Objective: To determine the prevalence of α-synuclein (AS) aggregates in abdominopelvic autonomic plexuses in the general population and to evaluate the relationship between this finding and the subsequent development of neurologic dysfunction. Methods: First, surgical specimens from 100 patients (ages 44 to 84) undergoing a wide resection of an abdominopelvic organ were examined by anti-AS immunostaining. Second, 16 patients (6 AS+ and 10 randomly selected AS−) participated in yearly double-blinded neurologic assessments. Results: AS aggregates were found in autonomic plexuses in 9% of the whole sample (95% CI 3.4 to 14.6%) but were more common in vesicoprostatic (26%) than in digestive tract (4%) specimens. At 16 months after the biopsy, no prevalent cases of Parkinson disease, dementia, or autonomic failure were diagnosed among participants. One AS+ patient had previously been diagnosed with REM sleep behavior disorder. Seven of 10 control subjects but none of the 6 AS+ patients had a diagnosis of hypertension (p = 0.01).
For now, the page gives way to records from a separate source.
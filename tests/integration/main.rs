//! Integration test driver for `tests/integration/` submodule.
//!
//! Each `mod` below maps to a file that exercises the group façade
//! against mock adapters.  No LED hardware or disk state is needed.

mod group_service_tests;
mod mock_hw;
mod replay_tests;
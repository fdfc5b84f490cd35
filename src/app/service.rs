//! Application service: the group façade.
//!
//! [`LedService`] owns the arbitration engine and the per-group state.
//! It exposes a clean, hardware-agnostic API.  All I/O flows through
//! port traits injected at call sites, making the entire service
//! testable with mock adapters.
//!
//! ```text
//!  GroupStorePort ◀── ┌────────────────────────┐ ──▶ EventSink
//!                     │       LedService        │
//! PhysicalLedPort ◀── │  Manager · overrides    │
//!                     └────────────────────────┘
//! ```
//!
//! ## Transition order
//!
//! 1. Arbitration plans the transition (no state touched).
//! 2. The new value is persisted.  If that fails, the request fails and
//!    nothing else changes.
//! 3. The plan is committed and the group's `asserted` updated.
//! 4. The physical LEDs are driven.  If some writes fail, the request
//!    fails but the group stays committed: persisted and in-memory state
//!    say "asserted" while some LEDs may lag.  This window is reported,
//!    not rolled back.

use log::{debug, error, info, warn};

use crate::app::events::AppEvent;
use crate::app::overrides::{GroupHandler, HandlerId, NoOverride, OverrideHandler};
use crate::app::ports::{EventSink, GroupStorePort, LedError, LedProperty, PhysicalLedPort, StorageError};
use crate::drivers::led_driver::drive;
use crate::error::{Error, Result};
use crate::layout::{GroupId, Layout};
use crate::manager::Manager;

// ───────────────────────────────────────────────────────────────
// Group state
// ───────────────────────────────────────────────────────────────

#[derive(Debug, Clone, Copy, Default)]
struct GroupState {
    /// Last committed value of the `Asserted` property.
    asserted: bool,
    handler: GroupHandler,
}

/// What startup replay did.
#[derive(Debug, Clone, Default, PartialEq, Eq)]
pub struct StartupReport {
    /// Persisted-asserted groups rebuilt through arbitration.
    pub replayed: Vec<String>,
    /// Persisted-asserted groups that could not be replayed, with why.
    pub skipped: Vec<(String, String)>,
}

// ───────────────────────────────────────────────────────────────
// LedService
// ───────────────────────────────────────────────────────────────

/// The group façade.  `H` handles groups tagged [`GroupHandler::Custom`].
pub struct LedService<H = NoOverride> {
    manager: Manager,
    /// Indexed by [`GroupId`].
    groups: Vec<GroupState>,
    overrides: H,
}

impl LedService<NoOverride> {
    pub fn new(layout: Layout) -> Self {
        Self::with_overrides(layout, NoOverride)
    }
}

impl<H: OverrideHandler> LedService<H> {
    /// Build the service with every group de-asserted.
    ///
    /// Call [`start`](Self::start) before serving requests.
    pub fn with_overrides(layout: Layout, overrides: H) -> Self {
        let groups = vec![GroupState::default(); layout.group_count()];
        Self {
            manager: Manager::new(layout),
            groups,
            overrides,
        }
    }

    /// Route `group`'s transitions to the override handler under `id`.
    pub fn register_override(&mut self, group: &str, id: HandlerId) -> Result<()> {
        let gid = self.resolve(group)?;
        self.groups[gid.index()].handler = GroupHandler::Custom(id);
        info!("Group {} handled by override #{}", group, id.0);
        Ok(())
    }

    // ── Lifecycle ─────────────────────────────────────────────

    /// Replay persisted intent.
    ///
    /// Every group recorded as asserted goes through the same arbitration
    /// path as a live request, so the reference tables and the physical
    /// LEDs are rebuilt consistently.  Groups are replayed in the order
    /// they were asserted, which restores last-asserted tie-breaks.  A
    /// group that cannot be replayed is logged and skipped; the rest of
    /// startup proceeds.
    pub fn start(
        &mut self,
        store: &impl GroupStorePort,
        leds: &mut impl PhysicalLedPort,
        sink: &mut impl EventSink,
    ) -> StartupReport {
        let persisted = match store.load_all() {
            Ok(intent) => intent,
            Err(StorageError::NotFound) => Default::default(),
            Err(e) => {
                warn!("Persisted groups unreadable ({}), starting with all groups de-asserted", e);
                Default::default()
            }
        };

        let mut report = StartupReport::default();
        for name in persisted.asserted() {
            match self.replay(name, leds) {
                Ok(()) => report.replayed.push(name.to_owned()),
                Err(e) => {
                    warn!("Replay of {} skipped: {}", name, e);
                    sink.emit(&AppEvent::ReplaySkipped {
                        group: name.to_owned(),
                        reason: e.to_string(),
                    });
                    report.skipped.push((name.to_owned(), e.to_string()));
                }
            }
        }

        sink.emit(&AppEvent::Started {
            groups: self.groups.len(),
            replayed: report.replayed.len(),
            skipped: report.skipped.len(),
        });
        info!(
            "LedService started: {} group(s), {} replayed, {} skipped",
            self.groups.len(),
            report.replayed.len(),
            report.skipped.len()
        );
        report
    }

    fn replay(&mut self, name: &str, leds: &mut impl PhysicalLedPort) -> Result<()> {
        let id = self.resolve(name)?;
        if let GroupHandler::Custom(_) = self.groups[id.index()].handler {
            return Err(Error::Override {
                group: name.to_owned(),
                reason: "override groups are not replayed".to_owned(),
            });
        }

        // Only a LED the backend reports as absent blocks replay; a
        // write-only backend answers Unsupported.
        let layout = self.manager.layout();
        for req in &layout.group(id).requirements {
            let led = layout.led_name(req.led);
            if let Err(LedError::NotFound) = leds.get(led, LedProperty::State) {
                return Err(Error::Led {
                    led: led.to_owned(),
                    source: LedError::NotFound,
                });
            }
        }

        let transition = self.manager.plan_id(id, true);
        self.manager.commit(&transition);
        self.groups[id.index()].asserted = true;

        // The intent is restored even if some LEDs lag behind.
        if let Err(failure) = drive(leds, self.manager.layout(), &transition.assert, &transition.deassert) {
            error!("Replay of {}: {}", name, failure);
        }
        Ok(())
    }

    // ── Group surface ─────────────────────────────────────────

    /// Set a group's `Asserted` property and return the committed value.
    pub fn set_asserted(
        &mut self,
        group: &str,
        value: bool,
        store: &mut impl GroupStorePort,
        leds: &mut impl PhysicalLedPort,
        sink: &mut impl EventSink,
    ) -> Result<bool> {
        let id = self.resolve(group)?;
        let state = self.groups[id.index()];
        if state.asserted == value {
            debug!("{}: already {}", group, value);
            return Ok(value);
        }

        match state.handler {
            GroupHandler::Custom(handler) => {
                let committed = self.overrides.handle(handler, group, value, leds)?;
                self.groups[id.index()].asserted = committed;
                sink.emit(&AppEvent::Overridden {
                    group: group.to_owned(),
                    asserted: committed,
                });
                Ok(committed)
            }
            GroupHandler::Standard => self.arbitrate(id, value, store, leds, sink),
        }
    }

    /// Last committed value of a group's `Asserted` property.
    pub fn asserted(&self, group: &str) -> Result<bool> {
        let id = self.resolve(group)?;
        Ok(self.groups[id.index()].asserted)
    }

    /// Every group with its committed state, in layout order.
    pub fn groups(&self) -> impl Iterator<Item = (&str, bool)> {
        self.manager
            .layout()
            .groups()
            .map(|(id, g)| (g.name.as_str(), self.groups[id.index()].asserted))
    }

    pub fn manager(&self) -> &Manager {
        &self.manager
    }

    pub fn layout(&self) -> &Layout {
        self.manager.layout()
    }

    // ── Internal ──────────────────────────────────────────────

    fn resolve(&self, group: &str) -> Result<GroupId> {
        self.manager
            .layout()
            .group_id(group)
            .ok_or_else(|| Error::InvalidGroup(group.to_owned()))
    }

    fn arbitrate(
        &mut self,
        id: GroupId,
        value: bool,
        store: &mut impl GroupStorePort,
        leds: &mut impl PhysicalLedPort,
        sink: &mut impl EventSink,
    ) -> Result<bool> {
        let name = self.manager.layout().group(id).name.clone();
        let transition = self.manager.plan_id(id, value);

        if let Err(e) = store.store_group(&name, transition.asserted) {
            error!("{}: persisting {} failed: {}", name, transition.asserted, e);
            return Err(Error::Persistence(e));
        }

        self.manager.commit(&transition);
        self.groups[id.index()].asserted = transition.asserted;
        sink.emit(&AppEvent::GroupChanged {
            group: name.clone(),
            asserted: transition.asserted,
        });
        info!(
            "{} -> {} ({} assert, {} de-assert)",
            name,
            transition.asserted,
            transition.assert.len(),
            transition.deassert.len()
        );

        match drive(leds, self.manager.layout(), &transition.assert, &transition.deassert) {
            Ok(()) => {
                sink.emit(&AppEvent::LedsDriven {
                    group: name,
                    asserted: transition.assert.len(),
                    deasserted: transition.deassert.len(),
                });
                Ok(transition.asserted)
            }
            Err(failure) => {
                sink.emit(&AppEvent::DriveFailed {
                    group: name,
                    failed: failure.leds().map(str::to_owned).collect(),
                });
                Err(Error::HardwareWrite(failure))
            }
        }
    }
}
During phase IV of Valsalva maneuver, AS+ group exhibited a longer blood pressure recovery time (p = 0.03), with one patient showing absence of blood pressure overshoot. Cardiac [¹²³I]metaiodobenzylguanidine uptake was reduced in the AS+ group (p = 0.03). Striatal [¹²³I]ioflupane uptake was abnormally low in only one AS+ patient. At 30 months after the biopsy, lower cardiac and striatal uptake values tended to correlate with higher Unified Parkinson's Disease Rating Scale III scores (p = 0.07). Conclusion: The common presence of α-synuclein aggregates in peripheral autonomic neurons may represent an early presymptomatic phase in the development of Lewy body disorders.